### Your task
Word for word, restate all of the records.

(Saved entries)
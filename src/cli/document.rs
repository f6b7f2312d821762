//! Document CLI commands
//!
//! Upload source documents for extraction and fetch stored documents.

use clap::Subcommand;
use std::io::Write;
use std::path::PathBuf;

use super::AppContext;
use crate::api::Progress;
use crate::display::format_extraction;
use crate::error::{LedgerDeskError, LedgerDeskResult};
use crate::services::{DirectorySink, DocumentService};

/// Document subcommands
#[derive(Subcommand)]
pub enum DocumentCommands {
    /// Upload a document and show the extracted journal entries
    Upload {
        /// Invoice, receipt or statement to process
        file: PathBuf,
        /// User id sent with the upload (defaults to the configured one)
        #[arg(long)]
        user_id: Option<String>,
    },
    /// Download a stored document
    Fetch {
        /// Storage key returned by an upload
        key: String,
        /// Output file (defaults to document-KEY.pdf in the download directory)
        #[arg(short, long)]
        output: Option<PathBuf>,
    },
}

/// Handle a document command
pub async fn handle_document_command(
    ctx: &AppContext,
    cmd: DocumentCommands,
) -> LedgerDeskResult<()> {
    let service = DocumentService::new(&ctx.client, &ctx.blobs);
    let settings = &ctx.settings;

    match cmd {
        DocumentCommands::Upload { file, user_id } => {
            let user_id = user_id.unwrap_or_else(|| settings.user_id.clone());
            println!("Uploading {}...", file.display());

            let extraction = service.upload(&file, &user_id).await?;
            print!(
                "{}",
                format_extraction(&extraction, &settings.date_format, &settings.currency_code)
            );
        }

        DocumentCommands::Fetch { key, output } => {
            let (dir, file_name) = match output {
                Some(path) => {
                    let name = path
                        .file_name()
                        .and_then(|n| n.to_str())
                        .map(str::to_string)
                        .ok_or_else(|| {
                            LedgerDeskError::Validation(format!(
                                "Invalid output path: {}",
                                path.display()
                            ))
                        })?;
                    let dir = path
                        .parent()
                        .filter(|p| !p.as_os_str().is_empty())
                        .map(|p| p.to_path_buf())
                        .unwrap_or_else(|| PathBuf::from("."));
                    (dir, Some(name))
                }
                None => (settings.download_dir(&ctx.paths), None),
            };

            let sink = DirectorySink::new(dir);
            let saved = service
                .save(&key, file_name.as_deref(), &sink, report_progress)
                .await;
            eprintln!();

            let path = saved?;
            println!("Saved {}", path.display());
        }
    }

    Ok(())
}

fn report_progress(progress: Progress) {
    eprint!(
        "\rDownloading... {:>3.0}% ({} of {} bytes)",
        progress.percent(),
        progress.received,
        progress.total
    );
    let _ = std::io::stderr().flush();
}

### Task result
filename src/cli/document.rs
repository f6b7f2312d821762
//! Document CLI commands
//!
//! Upload source documents for extraction and fetch stored documents.

use clap::Subcommand;
use std::io::Write;
use std::path::PathBuf;

use super::AppContext;
use crate::api::Progress;
use crate::display::format_extraction;
use crate::error::{LedgerDeskError, LedgerDeskResult};
use crate::services::{DirectorySink, DocumentService};

/// Document subcommands
#[derive(Subcommand)]
pub enum DocumentCommands {
    /// Upload a document and show the extracted journal entries
    Upload {
        /// Invoice, receipt or statement to process
        file: PathBuf,
        /// User id sent with the upload (defaults to the configured one)
        #[arg(long)]
        user_id: Option<String>,
    },
    /// Download a stored document
    Fetch {
        /// Storage key returned by an upload
        key: String,
        /// Output file (defaults to document-KEY.pdf in the download directory)
        #[arg(short, long)]
        output: Option<PathBuf>,
    },
}

/// Handle a document command
pub async fn handle_document_command(
    ctx: &AppContext,
    cmd: DocumentCommands,
) -> LedgerDeskResult<()> {
    let service = DocumentService::new(&ctx.client, &ctx.blobs);
    let settings = &ctx.settings;

    match cmd {
        DocumentCommands::Upload { file, user_id } => {
            let user_id = user_id.unwrap_or_else(|| settings.user_id.clone());
            println!("Uploading {}...", file.display());

            let extraction = service.upload(&file, &user_id).await?;
            print!(
                "{}",
                format_extraction(&extraction, &settings.date_format, &settings.currency_code)
            );
        }

        DocumentCommands::Fetch { key, output } => {
            let (dir, file_name) = match output {
                Some(path) => {
                    let name = path
                        .file_name()
                        .and_then(|n| n.to_str())
                        .map(str::to_string)
                        .ok_or_else(|| {
                            LedgerDeskError::Validation(format!(
                                "Invalid output path: {}",
                                path.display()
                            ))
                        })?;
                    let dir = path
                        .parent()
                        .filter(|p| !p.as_os_str().is_empty())
                        .map(|p| p.to_path_buf())
                        .unwrap_or_else(|| PathBuf::from("."));
                    (dir, Some(name))
                }
                None => (settings.download_dir(&ctx.paths), None),
            };

            let sink = DirectorySink::new(dir);
            let saved = service
                .save(&key, file_name.as_deref(), &sink, report_progress)
                .await;
            eprintln!();

            let path = saved?;
            println!("Saved {}", path.display());
        }
    }

    Ok(())
}

fn report_progress(progress: Progress) {
    eprint!(
        "\rDownloading... {:>3.0}% ({} of {} bytes)",
        progress.percent(),
        progress.received,
        progress.total
    );
    let _ = std::io::stderr().flush();
}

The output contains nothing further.